La señora de Lobo Feroz repasó los pros y los contras de la discusión. El razonamiento final no tenía nada que ver con la privacidad y la curiosidad. Le parecía que se relacionaba con el amor y la necesidad, pero su curiosidad obsesiva enturbiaba estos dos sentimientos.

«Sé que querría que leyese unas cuantas páginas. Sé que le gustaría. De hecho, me sorprende que no me las haya leído todavía.»

Que esto fuese categóricamente falso y que en cierta manera lo supiese aunque no quisiese darse cuenta, no repercutió en la señora de Lobo Feroz.

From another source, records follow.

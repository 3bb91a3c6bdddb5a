/*!
 * Lifecycle Tests
 * Creation, blocking, unblocking, priority changes and termination
 */

use crate::common::Harness;
use ai_os_sched::{
    ErrorKind, Priority, ProcessFlags, ProcessSpec, ProcessState, SchedulerConfig,
    SchedulerState, SchedulingPolicy, SegmentAttrs, SegmentRequest, Severity, SimulatedMemory,
    ManualClock, TerminationReason, WaitReason, IDLE_PID,
};
use pretty_assertions::assert_eq;
use std::sync::Arc;
use std::time::Duration;

#[test]
fn test_operations_before_initialize() {
    let mut state = SchedulerState::new(
        SchedulerConfig::default(),
        Arc::new(SimulatedMemory::new()),
        Arc::new(ManualClock::new()),
    );

    let err = state.create(ProcessSpec::new("early")).unwrap_err();
    assert_eq!(err.kind(), ErrorKind::NotInitialized);
    assert_eq!(state.schedule().unwrap_err().kind(), ErrorKind::NotInitialized);
    assert_eq!(state.errors().len(), 2);

    state.initialize().unwrap();
    assert!(state.create(ProcessSpec::new("on time")).is_ok());
}

#[test]
fn test_pids_are_never_reused() {
    let mut h = Harness::new(SchedulingPolicy::RoundRobin);
    let first = h.spawn("first", Priority::Normal);
    h.state.terminate(first, 0, TerminationReason::Normal).unwrap();
    h.state.reap(first).unwrap();

    let second = h.spawn("second", Priority::Normal);
    assert!(second > first);
}

#[test]
fn test_creation_flags_set_priority() {
    let mut h = Harness::new(SchedulingPolicy::Priority);
    let rt = h
        .state
        .create(ProcessSpec::new("rt").with_flags(ProcessFlags::REALTIME))
        .unwrap();
    let hi = h
        .state
        .create(
            ProcessSpec::new("hi")
                .with_priority(Priority::Low)
                .with_flags(ProcessFlags::HIGH_PRIORITY),
        )
        .unwrap();

    assert_eq!(h.state.get_process_info(rt).unwrap().priority, Priority::Realtime);
    assert_eq!(h.state.get_process_info(hi).unwrap().priority, Priority::High);
}

#[test]
fn test_failed_segment_allocation_rolls_back() {
    let config = SchedulerConfig::default();
    let memory = Arc::new(SimulatedMemory::with_capacity(100 * 1024));
    let mut state = SchedulerState::new(config, memory.clone(), Arc::new(ManualClock::new()));
    state.initialize().unwrap();

    let err = state.create(ProcessSpec::new("too big")).unwrap_err();
    assert_eq!(err.kind(), ErrorKind::ResourceExhausted);
    assert_eq!(memory.live_segments(), 0);
    assert_eq!(memory.used(), 0);
    assert_eq!(state.list_processes().len(), 1);

    // The failed attempt consumed pid 1
    let pid = state
        .create(ProcessSpec::new("small").with_segments(vec![SegmentRequest::new(
            4096,
            SegmentAttrs::READ | SegmentAttrs::WRITE,
        )]))
        .unwrap();
    assert_eq!(pid, 2);
}

#[test]
fn test_empty_name_rejected() {
    let mut h = Harness::new(SchedulingPolicy::RoundRobin);
    let err = h.state.create(ProcessSpec::new("  ")).unwrap_err();
    assert_eq!(err.kind(), ErrorKind::InvalidArgument);
}

#[test]
fn test_block_unblock_round_trip() {
    let mut h = Harness::new(SchedulingPolicy::RoundRobin);
    let pid = h.spawn("io", Priority::Normal);
    let other = h.spawn("other", Priority::Normal);

    h.state.block_named(pid, "IO", Some(42)).unwrap();
    let info = h.state.get_process_info(pid).unwrap();
    assert_eq!(info.state, ProcessState::Waiting);
    assert_eq!(info.waiting_reason, Some(WaitReason::Io));
    assert_eq!(h.state.queue_snapshot().waiting_on(WaitReason::Io), &[pid]);

    h.state.unblock(pid).unwrap();
    let info = h.state.get_process_info(pid).unwrap();
    assert_eq!(info.state, ProcessState::Ready);
    assert_eq!(info.waiting_reason, None);
    assert_eq!(info.wait_start_time, None);
    assert_eq!(
        h.state.queue_snapshot().ready_at(Priority::Normal),
        &[other, pid]
    );
    h.assert_consistent();
}

#[test]
fn test_unknown_wait_reason_becomes_other() {
    let mut h = Harness::new(SchedulingPolicy::RoundRobin);
    let pid = h.spawn("odd", Priority::Normal);

    h.state.block_named(pid, "GPU", None).unwrap();
    assert_eq!(
        h.state.get_process_info(pid).unwrap().waiting_reason,
        Some(WaitReason::Other)
    );
    let warnings = h.state.warnings();
    assert_eq!(warnings.len(), 1);
    assert_eq!(warnings[0].severity, Severity::Warning);
    assert_eq!(warnings[0].pid, Some(pid));
}

#[test]
fn test_block_running_process_charges_time() {
    let mut h = Harness::new(SchedulingPolicy::RoundRobin);
    let pid = h.spawn("worker", Priority::Normal);

    h.state.schedule().unwrap();
    h.clock.advance(Duration::from_millis(7));
    h.state.block(pid, WaitReason::Lock, None).unwrap();

    assert_eq!(h.state.current_pid(), None);
    let info = h.state.get_process_info(pid).unwrap();
    assert_eq!(info.execution_time, Duration::from_millis(7));
    assert_eq!(info.wait_start_time, Some(7_000));
    h.assert_consistent();
}

#[test]
fn test_invalid_state_transitions() {
    let mut h = Harness::new(SchedulingPolicy::RoundRobin);
    let pid = h.spawn("worker", Priority::Normal);

    assert_eq!(h.state.unblock(pid).unwrap_err().kind(), ErrorKind::InvalidState);
    h.state.terminate(pid, 0, TerminationReason::Normal).unwrap();
    assert_eq!(
        h.state.block(pid, WaitReason::Io, None).unwrap_err().kind(),
        ErrorKind::InvalidState
    );
    assert_eq!(
        h.state.change_priority(pid, Priority::High).unwrap_err().kind(),
        ErrorKind::InvalidState
    );
    assert_eq!(h.state.unblock(999).unwrap_err().kind(), ErrorKind::NotFound);
}

#[test]
fn test_idle_process_is_protected() {
    let mut h = Harness::new(SchedulingPolicy::RoundRobin);
    assert_eq!(
        h.state.block(IDLE_PID, WaitReason::Io, None).unwrap_err().kind(),
        ErrorKind::InvalidArgument
    );
    assert_eq!(
        h.state.change_priority(IDLE_PID, Priority::High).unwrap_err().kind(),
        ErrorKind::InvalidArgument
    );
}

#[test]
fn test_terminated_idle_is_recreated() {
    let mut h = Harness::new(SchedulingPolicy::RoundRobin);
    h.state.terminate(IDLE_PID, 0, TerminationReason::Killed).unwrap();
    h.state.reap(IDLE_PID).unwrap();

    assert_eq!(h.state.schedule().unwrap(), IDLE_PID);
    assert_eq!(h.state.get_statistics().idle_recreations, 1);
    assert_eq!(
        h.state.get_process_info(IDLE_PID).unwrap().state,
        ProcessState::Running
    );
    h.assert_consistent();
}

#[test]
fn test_change_priority_moves_ready_process() {
    let mut h = Harness::new(SchedulingPolicy::Priority);
    let pid = h.spawn("mover", Priority::Low);
    let peer = h.spawn("peer", Priority::High);

    h.state.change_priority(pid, Priority::High).unwrap();
    let snapshot = h.state.queue_snapshot();
    assert!(snapshot.ready_at(Priority::Low).is_empty());
    assert_eq!(snapshot.ready_at(Priority::High), &[peer, pid]);

    // No-op when unchanged
    h.state.change_priority(pid, Priority::High).unwrap();
    assert_eq!(h.state.queue_snapshot().ready_at(Priority::High), &[peer, pid]);
    h.assert_consistent();
}

#[test]
fn test_set_priority_level_validates() {
    let mut h = Harness::new(SchedulingPolicy::Priority);
    let pid = h.spawn("p", Priority::Normal);

    h.state.set_priority_level(pid, 4).unwrap();
    assert_eq!(h.state.get_process_info(pid).unwrap().priority, Priority::Realtime);
    assert_eq!(
        h.state.set_priority_level(pid, 5).unwrap_err().kind(),
        ErrorKind::InvalidArgument
    );
}

#[test]
fn test_waiting_process_priority_applies_on_wake() {
    let mut h = Harness::new(SchedulingPolicy::Priority);
    let pid = h.spawn("sleeper", Priority::Low);

    h.state.block(pid, WaitReason::Sleep, None).unwrap();
    h.state.change_priority(pid, Priority::High).unwrap();
    h.state.unblock(pid).unwrap();
    assert_eq!(h.state.queue_snapshot().ready_at(Priority::High), &[pid]);
}

#[test]
fn test_terminate_is_idempotent() {
    let mut h = Harness::new(SchedulingPolicy::RoundRobin);
    let pid = h.spawn("once", Priority::Normal);
    assert_eq!(h.memory.segments_of(pid).len(), 3);

    h.state.terminate(pid, 3, TerminationReason::Normal).unwrap();
    let frees = h.memory.frees();
    assert_eq!(frees, 3);

    h.state.terminate(pid, 9, TerminationReason::Killed).unwrap();
    assert_eq!(h.memory.frees(), frees);
    let info = h.state.get_process_info(pid).unwrap();
    assert_eq!(info.exit_code, Some(3));
    assert_eq!(info.termination_reason, Some(TerminationReason::Normal));
    assert!(h.state.errors().is_empty());
    assert!(h.state.warnings().is_empty());
}

#[test]
fn test_quantum_registers_released_on_terminate() {
    let mut h = Harness::new(SchedulingPolicy::QuantumAware);
    let pid = h.state.create(ProcessSpec::new("q").quantum(8)).unwrap();
    assert!(h.quantum.holds(pid));

    h.state.terminate(pid, 0, TerminationReason::Normal).unwrap();
    assert!(!h.quantum.holds(pid));
    assert_eq!(h.quantum.in_use(), 0);
}

#[test]
fn test_resume_suspended_process() {
    let mut h = Harness::new(SchedulingPolicy::RoundRobin);
    let pid = h.state.create(ProcessSpec::new("parked").suspended()).unwrap();

    assert_eq!(h.state.schedule().unwrap(), IDLE_PID);
    h.state.resume(pid).unwrap();
    assert_eq!(h.state.schedule().unwrap(), pid);
    assert!(!h
        .state
        .get_process_info(pid)
        .unwrap()
        .flags
        .contains(ProcessFlags::SUSPENDED));
}

#[test]
fn test_error_ring_keeps_latest_hundred() {
    let mut h = Harness::new(SchedulingPolicy::RoundRobin);
    for pid in 1000..1150 {
        let _ = h.state.unblock(pid);
    }

    let errors = h.state.errors();
    assert_eq!(errors.len(), 100);
    assert_eq!(errors[0].pid, Some(1050));
    assert_eq!(errors[99].pid, Some(1149));
    assert_eq!(h.state.get_statistics().errors_recorded, 150);
}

No iba a considerarse una mentirosa. Se sentía temeraria y aventurera, como una niña que espía por el ojo de la cerradura del cuarto de baño para ver el cuerpo desnudo de un adulto que nada sospecha, atraída por la incontrolable fascinación, excitada por la naturaleza ilícita de lo que estaba haciendo, pero incapaz de aprovechar su deseo, pues se mezclaba con la culpa de ver algo extrañamente prohibido.

Cogió la llave y, algo temblorosa porque en su fuero interno sabía que hacía algo que estaba muy mal, pero a la vez se sentía incapaz de detenerse, subió hasta la puerta del despacho.

La llave se deslizó fácilmente en el ojo de la cerradura.

La cerradura se abrió con un pequeño clic.

Empujó la puerta y se quedó de pie en ese espacio de transición entre dos estancias. La luz de la cocina y del salón que le llegaba por detrás se colaba en la negra oscuridad del despacho. Se dijo que no debía dudar y, al entrar en la habitación, alargó la mano para encender la lámpara de techo.

Durante unos instantes, cuando la luz inundó el despacho, cerró los ojos. La voz de la conciencia le dijo que se detuviese, que apagase la luz, que retrocediese, que mantuviese los ojos cerrados, que cerrase la puerta de golpe, que echase la llave y que se fuese a ver la tele, exactamente lo que había prometido hacer.

La asaltó una intensa sensación de peligro. Un peligro benigno matizado por la curiosidad. «Solo una ojeada —se dijo—. Será tu secreto.» Sonrió y abrió los ojos.

Lo primero que vio fue la pared cubierta con fotografías de diferentes tamaños. Debajo de las fotografías había fichas de rayas de 15 por 22 con fechas y observaciones breves y concretas sobre lugares y horas escritas con colores vivos: verde lima, lila, amarillo. Parecía muy organizado y a la vez extrañamente incoherente.

Se acercó a la pared. Se fijó en una sola fotografía. Vio el cabello pelirrojo.

—Pero si es la doctora Jayson —susurró en voz alta.

Se acercó más y miró otra fotografía. Más cabellos pelirrojos.

—¿Jordan? —preguntó aunque sabía la respuesta.

Alargó la mano como una ciega para tocar las fotografías.

—¿Quién eres? —preguntó a la tercera fotografía. Se trataba de una mujer pelirroja, de pie en un aparcamiento anónimo y vacío una tarde de verano. El rostro de la mujer no se distinguía muy bien, puesto que el sujeto retratado lo había enterrado en sus manos ahuecadas.

Vio hojas de papel con las palabras Pelirroja Uno, Pelirroja Dos, Pelirroja Tres y resúmenes de horarios: clase de Historia, edificio 2, 10.30 h LMMIJV. Se volvió y vio: Pacientes 8.30 a 12.30 h pausa de una hora. Lugares donde suele comer: Ace Diner. Subway. Fresh Side Salad Store. Regreso a las 13.30 h. Más pacientes.

Otra hoja de papel estaba dividida en tres secciones. Debajo de
Pelirroja Uno
había una lista de lugares preferidos con direcciones de empresas y de clubes nocturnos.
Pelirroja Dos
tenía una lista parecida, aunque más corta. Debajo de una fotografía de Jordan y de la identificación
Pelirroja Tres
estaba el horario del baloncesto.

La señora de Lobo Feroz retrocedió.

No estaba segura de si hablaba en voz alta o no, pero las palabras «¿por qué?» parecían reverberar con fuerza en la habitación.